Incident muting (for downtimes, flapping, acknowledgements) #190

julianbrost · 2024-04-26T14:43:41Z

Reviewing the code of #146 and testing it showed some issues that where the proper solution requires some kind of incident muting mechanism.

As we don't track any kind of in-downtime state, downtime notifications get lost if we're not connected to Icinga 2 while the event happens as the event stream catch-up code has no last known state that it could compare the current state from the Icinga 2 API with.
The current implementation does not properly open incidents after a downtime ended as it just completely dismisses the state change event. Doing this properly requires processing the event but not sending notifications, which is what this issue asks for: muting.
State change events from the event stream API don't include whether the checkable is flapping so this is currently not handled. That could be solved by flapping just muting the incident (or the object, as it might flap between OK and something else, yet another question).

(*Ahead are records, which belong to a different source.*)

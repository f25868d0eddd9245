//! Time-dependent fields defined on a mesh.
//!
//! A [`FieldSeries`] is a named sequence of [`FieldStep`]s. Each step holds a
//! tuple array ([`FieldValues`]) laid out one tuple per resident entity, and
//! optionally a [`Profile`] restricting the step to a subset of entities.

use itertools::Itertools;
use serde::{Deserialize, Serialize};

use crate::data::discretization::Discretization;
use crate::mesh_error::MeshSplitError;
use crate::topology::mesh::Mesh;

/// Iteration/order/time stamp of a step.
#[derive(Clone, Copy, Debug, PartialEq, Default, Serialize, Deserialize)]
pub struct StepTime {
    pub iteration: i32,
    pub order: i32,
    pub time: f64,
}

impl StepTime {
    pub fn new(iteration: i32, order: i32, time: f64) -> Self {
        Self {
            iteration,
            order,
            time,
        }
    }
}

/// Strictly increasing subset of entity ids on which a step is defined.
#[derive(Clone, Debug, PartialEq, Eq, Serialize, Deserialize)]
#[serde(try_from = "RawProfile")]
pub struct Profile {
    name: String,
    ids: Vec<usize>,
}

impl Profile {
    /// Build a profile, checking that `ids` is strictly increasing.
    pub fn new(name: impl Into<String>, ids: Vec<usize>) -> Result<Self, MeshSplitError> {
        let name = name.into();
        if let Some(position) = ids.iter().tuple_windows().position(|(a, b)| b <= a) {
            return Err(MeshSplitError::ProfileNotIncreasing {
                name,
                position: position + 1,
            });
        }
        Ok(Self { name, ids })
    }

    #[inline]
    pub fn name(&self) -> &str {
        &self.name
    }

    #[inline]
    pub fn ids(&self) -> &[usize] {
        &self.ids
    }

    #[inline]
    pub fn len(&self) -> usize {
        self.ids.len()
    }

    #[inline]
    pub fn is_empty(&self) -> bool {
        self.ids.is_empty()
    }

    /// Position of entity `id` in the profile.
    #[inline]
    pub fn position(&self, id: usize) -> Option<usize> {
        self.ids.binary_search(&id).ok()
    }

    /// True when the profile is exactly `0..n`.
    pub fn is_full(&self, n: usize) -> bool {
        // Strictly increasing, so length n and last == n - 1 implies 0..n.
        self.ids.len() == n && self.ids.last().is_none_or(|&l| l + 1 == n)
    }
}

#[derive(Deserialize)]
struct RawProfile {
    name: String,
    ids: Vec<usize>,
}

impl TryFrom<RawProfile> for Profile {
    type Error = MeshSplitError;

    fn try_from(raw: RawProfile) -> Result<Self, Self::Error> {
        Profile::new(raw.name, raw.ids)
    }
}

/// Flat tuple array with a fixed component count.
#[derive(Clone, Debug, PartialEq, Serialize, Deserialize)]
#[serde(try_from = "RawFieldValues")]
pub struct FieldValues {
    n_components: usize,
    data: Vec<f64>,
}

impl FieldValues {
    /// Wrap `data` as tuples of `n_components` values.
    pub fn new(n_components: usize, data: Vec<f64>) -> Result<Self, MeshSplitError> {
        if n_components == 0 || data.len() % n_components != 0 {
            return Err(MeshSplitError::ComponentMismatch {
                len: data.len(),
                components: n_components,
            });
        }
        Ok(Self { n_components, data })
    }

    /// Single-component values.
    pub fn scalar(data: Vec<f64>) -> Self {
        Self {
            n_components: 1,
            data,
        }
    }

    #[inline]
    pub fn n_components(&self) -> usize {
        self.n_components
    }

    #[inline]
    pub fn n_tuples(&self) -> usize {
        self.data.len() / self.n_components
    }

    #[inline]
    pub fn is_empty(&self) -> bool {
        self.data.is_empty()
    }

    #[inline]
    pub fn data(&self) -> &[f64] {
        &self.data
    }

    /// Tuple `i`.
    #[inline]
    pub fn tuple(&self, i: usize) -> &[f64] {
        &self.data[i * self.n_components..(i + 1) * self.n_components]
    }

    /// New array holding tuples `ids`, in that order.
    ///
    /// # Panics
    /// Panics if an id is out of range; callers validate ids first.
    pub fn select_tuples(&self, ids: &[usize]) -> Self {
        let mut data = Vec::with_capacity(ids.len() * self.n_components);
        for &i in ids {
            data.extend_from_slice(self.tuple(i));
        }
        Self {
            n_components: self.n_components,
            data,
        }
    }
}

#[derive(Deserialize)]
struct RawFieldValues {
    n_components: usize,
    data: Vec<f64>,
}

impl TryFrom<RawFieldValues> for FieldValues {
    type Error = MeshSplitError;

    fn try_from(raw: RawFieldValues) -> Result<Self, Self::Error> {
        FieldValues::new(raw.n_components, raw.data)
    }
}

/// One timestep of a field.
#[derive(Clone, Debug, PartialEq, Serialize, Deserialize)]
pub struct FieldStep {
    time: StepTime,
    discretization: Discretization,
    level: i32,
    values: FieldValues,
    profile: Option<Profile>,
}

impl FieldStep {
    /// Node-resident step.
    pub fn on_nodes(time: StepTime, values: FieldValues) -> Self {
        Self {
            time,
            discretization: Discretization::Nodes,
            level: 0,
            values,
            profile: None,
        }
    }

    /// Cell-resident step (cells, Gauss points or Gauss-per-element) on `level`.
    pub fn on_cells(
        time: StepTime,
        discretization: Discretization,
        level: i32,
        values: FieldValues,
    ) -> Self {
        Self {
            time,
            discretization,
            level,
            values,
            profile: None,
        }
    }

    /// Builder-style profile assignment.
    pub fn with_profile(mut self, profile: Profile) -> Self {
        self.profile = Some(profile);
        self
    }

    #[inline]
    pub fn time(&self) -> StepTime {
        self.time
    }

    #[inline]
    pub fn discretization(&self) -> Discretization {
        self.discretization
    }

    /// Level of the supporting cells; meaningless for node steps.
    #[inline]
    pub fn level(&self) -> i32 {
        self.level
    }

    #[inline]
    pub fn values(&self) -> &FieldValues {
        &self.values
    }

    #[inline]
    pub fn profile(&self) -> Option<&Profile> {
        self.profile.as_ref()
    }

    /// Number of resident tuples.
    #[inline]
    pub fn n_tuples(&self) -> usize {
        self.values.n_tuples()
    }

    /// Check this step of field `field` against `mesh`.
    pub fn validate(&self, field: &str, mesh: &Mesh) -> Result<(), MeshSplitError> {
        let support = self.support_size(mesh)?;
        let expected = match self.profile() {
            Some(pfl) => {
                if let Some(&id) = pfl.ids().last().filter(|&&id| id >= support) {
                    return Err(MeshSplitError::ProfileOutOfRange {
                        name: pfl.name().to_string(),
                        id,
                        n_entities: support,
                    });
                }
                pfl.len()
            }
            None => support,
        };
        if self.n_tuples() != expected {
            return Err(MeshSplitError::FieldSizeMismatch {
                field: field.to_string(),
                iteration: self.time.iteration,
                order: self.time.order,
                tuples: self.n_tuples(),
                expected,
            });
        }
        Ok(())
    }

    /// Copy of this step's metadata with new values and profile.
    pub(crate) fn with_values(&self, values: FieldValues, profile: Option<Profile>) -> Self {
        Self {
            time: self.time,
            discretization: self.discretization,
            level: self.level,
            values,
            profile,
        }
    }

    /// Number of entities of the supporting kind on `mesh`.
    pub fn support_size(&self, mesh: &Mesh) -> Result<usize, MeshSplitError> {
        if self.discretization.is_cell_resident() {
            mesh.n_entities(self.level)
        } else {
            Ok(mesh.n_nodes())
        }
    }
}

/// Named sequence of timesteps.
#[derive(Clone, Debug, PartialEq, Serialize, Deserialize)]
pub struct FieldSeries {
    name: String,
    components: Vec<String>,
    steps: Vec<FieldStep>,
}

impl FieldSeries {
    pub fn new(name: impl Into<String>) -> Self {
        Self {
            name: name.into(),
            components: Vec::new(),
            steps: Vec::new(),
        }
    }

    /// Builder-style component names.
    pub fn with_components<I, S>(mut self, components: I) -> Self
    where
        I: IntoIterator<Item = S>,
        S: Into<String>,
    {
        self.components = components.into_iter().map(Into::into).collect();
        self
    }

    #[inline]
    pub fn name(&self) -> &str {
        &self.name
    }

    #[inline]
    pub fn components(&self) -> &[String] {
        &self.components
    }

    #[inline]
    pub fn steps(&self) -> &[FieldStep] {
        &self.steps
    }

    #[inline]
    pub fn len(&self) -> usize {
        self.steps.len()
    }

    #[inline]
    pub fn is_empty(&self) -> bool {
        self.steps.is_empty()
    }

    pub fn push_step(&mut self, step: FieldStep) {
        self.steps.push(step);
    }

    /// Empty series sharing this one's name and components.
    pub fn empty_like(&self) -> Self {
        Self {
            name: self.name.clone(),
            components: self.components.clone(),
            steps: Vec::new(),
        }
    }

    /// Check every step against `mesh`: its level exists, its profile lies
    /// within the supporting entities, and its tuple count matches.
    pub fn validate(&self, mesh: &Mesh) -> Result<(), MeshSplitError> {
        self.steps
            .iter()
            .try_for_each(|step| step.validate(&self.name, mesh))
    }
}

nilmerg · 2024-05-23T09:26:58Z

Yesterday, @bobapple, @lippserd, @julianbrost and me discussed this and agreed on the following:

Extended State Events

Sources will be able to include additional details while transmitting state events.

These details are as follows:

mute: A boolean that indicates whether notification transmission for the associated object should be suppressed.
mute_reason: A string with text that provides a reason in case mute: true. This is only used to inform a user.

Repeated Transmission

Two successive state events with mute: true don't influence each other. Even if mute_reason differs. Only the first is processed with regards to notification suppression.

Handling During No Active Incident

None. Yet.

Handling During An Active Incident

Once notification suppression is switched on, the incident history should indicate this with an appropriate entry. This should also be the case if the incident has just been opened. (i.e. as the second entry)

Escalations are triggered as usual. The transmission state of resulting notifications should remain in a new state called suppressed.

In case notification suppression is disabled and the incident closes, previously suppressed notifications are not transmitted.

On the other hand, if the incident is still open, all notifications that were previously suppressed must now be transmitted at once reflecting the current severity.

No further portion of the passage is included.